House Speaker Greg Hughes says he “laughed out loud” when Rep. Steve Eliason first broached the idea of handing out clean needles to drug addicts. It proved to be no joke.
Eliason won over his fellow Republican and the others — save two state senators — with sources like the Centers for Disease Control and the World Health Organization. Syringe-exchange programs prevent diseases like HIV and hepatitis C, save taxpayer dollars, and are uniquely positioned to deliver treatment referrals and overdose reversal drugs to the hardest-to-reach drug users.
Eight months in, though, Hughes says the result has been “a farce.” Two rural county sheriffs have threatened to arrest the state’s leading provider, and Salt Lake County’s Health Department — at the suggestion of Salt Lake City administrative staff — has considered tacking more regulations onto Eliason’s statute.

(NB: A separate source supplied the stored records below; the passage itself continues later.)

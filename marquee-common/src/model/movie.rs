//! Movie aggregate

use std::cmp::Ordering;
use std::fmt;
use std::hash::{Hash, Hasher};

use serde::Serialize;

use super::{require_identity, Actor, Director, Genre, Review};
use crate::Result;

/// A catalogue entry, identified by its title
///
/// Director, actors and genres are held as identity keys. The actor and genre
/// lists keep first-insertion order and never contain a name twice.
#[derive(Debug, Clone, Serialize)]
pub struct Movie {
    title: String,
    pub release_year: u16,
    pub description: String,
    director: Option<String>,
    actors: Vec<String>,
    genres: Vec<String>,
    pub runtime_minutes: u32,
    pub rating: f32,
    pub votes: u64,
    /// Box-office revenue in millions; `None` when unknown
    pub revenue: Option<f64>,
    /// `None` when unknown; zero is a real score
    pub metascore: Option<u8>,
    reviews: Vec<Review>,
}

impl Movie {
    pub fn new(title: impl Into<String>, release_year: u16) -> Result<Self> {
        Ok(Self {
            title: require_identity("title", title)?,
            release_year,
            description: String::new(),
            director: None,
            actors: Vec::new(),
            genres: Vec::new(),
            runtime_minutes: 0,
            rating: 0.0,
            votes: 0,
            revenue: None,
            metascore: None,
            reviews: Vec::new(),
        })
    }

    pub fn title(&self) -> &str {
        &self.title
    }

    pub fn director(&self) -> Option<&str> {
        self.director.as_deref()
    }

    pub fn set_director(&mut self, director: &Director) {
        self.director = Some(director.name().to_string());
    }

    pub fn actors(&self) -> &[String] {
        &self.actors
    }

    pub fn genres(&self) -> &[String] {
        &self.genres
    }

    pub fn reviews(&self) -> &[Review] {
        &self.reviews
    }

    /// Credit an actor; returns false if already credited
    pub fn add_actor(&mut self, actor: &Actor) -> bool {
        self.add_actor_name(actor.name())
    }

    /// Tag a genre; returns false if already tagged
    pub fn add_genre(&mut self, genre: &Genre) -> bool {
        self.add_genre_name(genre.name())
    }

    pub fn has_actor(&self, name: &str) -> bool {
        self.actors.iter().any(|a| a == name)
    }

    pub fn has_genre(&self, name: &str) -> bool {
        self.genres.iter().any(|g| g == name)
    }

    pub fn is_directed_by(&self, name: &str) -> bool {
        self.director.as_deref() == Some(name)
    }

    pub fn add_review(&mut self, review: Review) {
        self.reviews.push(review);
    }

    /// Drop reviews so the value can enter a store as a fresh entity
    pub(crate) fn without_reviews(mut self) -> Self {
        self.reviews.clear();
        self
    }

    pub(crate) fn set_director_name(&mut self, name: String) {
        self.director = Some(name);
    }

    pub(crate) fn add_actor_name(&mut self, name: &str) -> bool {
        push_unique(&mut self.actors, name)
    }

    pub(crate) fn add_genre_name(&mut self, name: &str) -> bool {
        push_unique(&mut self.genres, name)
    }
}

fn push_unique(names: &mut Vec<String>, name: &str) -> bool {
    if names.iter().any(|n| n == name) {
        return false;
    }
    names.push(name.to_string());
    true
}

impl PartialEq for Movie {
    fn eq(&self, other: &Self) -> bool {
        self.title == other.title
    }
}

impl Eq for Movie {}

impl Hash for Movie {
    fn hash<H: Hasher>(&self, state: &mut H) {
        self.title.hash(state);
    }
}

impl PartialOrd for Movie {
    fn partial_cmp(&self, other: &Self) -> Option<Ordering> {
        Some(self.cmp(other))
    }
}

impl Ord for Movie {
    fn cmp(&self, other: &Self) -> Ordering {
        self.title.cmp(&other.title)
    }
}

impl fmt::Display for Movie {
    fn fmt(&self, f: &mut fmt::Formatter<'_>) -> fmt::Result {
        write!(f, "{} ({})", self.title, self.release_year)
    }
}

#[cfg(test)]
mod tests {
    use super::*;

    #[test]
    fn test_empty_title_rejected() {
        assert!(Movie::new("", 2012).is_err());
        assert!(Movie::new("  ", 2012).is_err());
    }

    #[test]
    fn test_add_actor_is_idempotent() {
        let mut movie = Movie::new("Prometheus", 2012).unwrap();
        let actor = Actor::new("Noomi Rapace").unwrap();

        assert!(movie.add_actor(&actor));
        assert!(!movie.add_actor(&actor));
        assert!(!movie.add_actor(&Actor::new("Noomi Rapace").unwrap()));
        assert_eq!(movie.actors(), ["Noomi Rapace".to_string()]);
    }

    #[test]
    fn test_add_genre_is_idempotent_and_ordered() {
        let mut movie = Movie::new("Prometheus", 2012).unwrap();
        for name in ["Adventure", "Mystery", "Adventure", "Sci-Fi"] {
            movie.add_genre(&Genre::new(name).unwrap());
        }
        assert_eq!(movie.genres(), ["Adventure", "Mystery", "Sci-Fi"]);
        assert!(movie.has_genre("Mystery"));
        assert!(!movie.has_genre("mystery"));
    }

    #[test]
    fn test_identity_is_title() {
        let mut a = Movie::new("Split", 2016).unwrap();
        a.rating = 7.3;
        let b = Movie::new("Split", 2016).unwrap();
        assert_eq!(a, b);
        assert!(Movie::new("Sing", 2016).unwrap() < b);
    }

    #[test]
    fn test_director_link() {
        let mut movie = Movie::new("Prometheus", 2012).unwrap();
        assert_eq!(movie.director(), None);
        movie.set_director(&Director::new("Ridley Scott").unwrap());
        assert!(movie.is_directed_by("Ridley Scott"));
        assert_eq!(movie.to_string(), "Prometheus (2012)");
    }
}
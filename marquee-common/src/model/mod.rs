//! Catalogue domain model
//!
//! Movies reference their director, actors and genres by identity key (name).
//! The repository holds exactly one entity per key, so two movies naming the
//! same actor resolve to the same stored `Actor`.

mod movie;
mod review;
mod taxonomy;
mod user;

pub use movie::Movie;
pub use review::{Review, ReviewTarget, MAX_RATING, MIN_RATING};
pub use taxonomy::{Actor, Director, Genre};
pub use user::User;

use crate::{Error, Result};

/// Trim `value` and reject it if nothing is left
pub(crate) fn require_identity(field: &str, value: impl Into<String>) -> Result<String> {
    let value = value.into();
    let trimmed = value.trim();
    if trimmed.is_empty() {
        return Err(Error::InvalidInput(format!("{} must not be empty", field)));
    }
    if trimmed.len() == value.len() {
        Ok(value)
    } else {
        Ok(trimmed.to_string())
    }
}
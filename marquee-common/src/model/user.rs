//! Registered users

use std::fmt;
use std::hash::{Hash, Hasher};

use super::require_identity;
use crate::Result;

/// A registered user
///
/// The username is lower-cased on construction, which makes every lookup by
/// username case-insensitive. The password is whatever the credential
/// collaborator produced; this type never sees plain text.
#[derive(Clone)]
pub struct User {
    username: String,
    password_hash: String,
}

impl User {
    pub fn new(username: impl Into<String>, password_hash: impl Into<String>) -> Result<Self> {
        Ok(Self {
            username: require_identity("username", username)?.to_lowercase(),
            password_hash: password_hash.into(),
        })
    }

    pub fn username(&self) -> &str {
        &self.username
    }

    pub fn password_hash(&self) -> &str {
        &self.password_hash
    }
}

impl PartialEq for User {
    fn eq(&self, other: &Self) -> bool {
        self.username == other.username
    }
}

impl Eq for User {}

impl Hash for User {
    fn hash<H: Hasher>(&self, state: &mut H) {
        self.username.hash(state);
    }
}

impl fmt::Debug for User {
    fn fmt(&self, f: &mut fmt::Formatter<'_>) -> fmt::Result {
        f.debug_struct("User")
            .field("username", &self.username)
            .field("password_hash", &"<redacted>")
            .finish()
    }
}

“Syringe exchange” has been a misnomer, say some. Addicts are getting free “cookers” — or tins that look like large bottle caps — twist-ties to hold them to the flame, and cotton balls to filter their heroin when they draw it in through the needle. Throw in a tourniquet, some alcohol wipes and a condom, and Hughes calls it a “party pack.”
Others say it’s not much of an exchange. Nearly three syringes have been given out for every one brought back. Though the law doesn’t call for a 1-to-1 ratio, there are whispers that it should, and that more needles than ever are being found illegally discarded.
“They’re all over the place,” said Brian Besser, district agent in charge of the Drug Enforcement Administration. “They’re in the gutters. They’re on the streets. They’re on the sidewalks. … I don’t want to see addicts get hurt, but there’s a simple principle to this: Don’t shoot heroin. That’s why it’s illegal.”
The politics of syringe exchange are “toxic” right now, said Utah Naloxone’s Sam Plumb. His sister, Primary Children’s Hospital pediatrician Jennifer Plumb, told county health officials recently that the “lion’s share” of the nonprofit’s 1,700 overdose reversals have involved naloxone received through the exchange. But in June, the group stopped hosting the exchange, hoping it will start up again when the debate cools down.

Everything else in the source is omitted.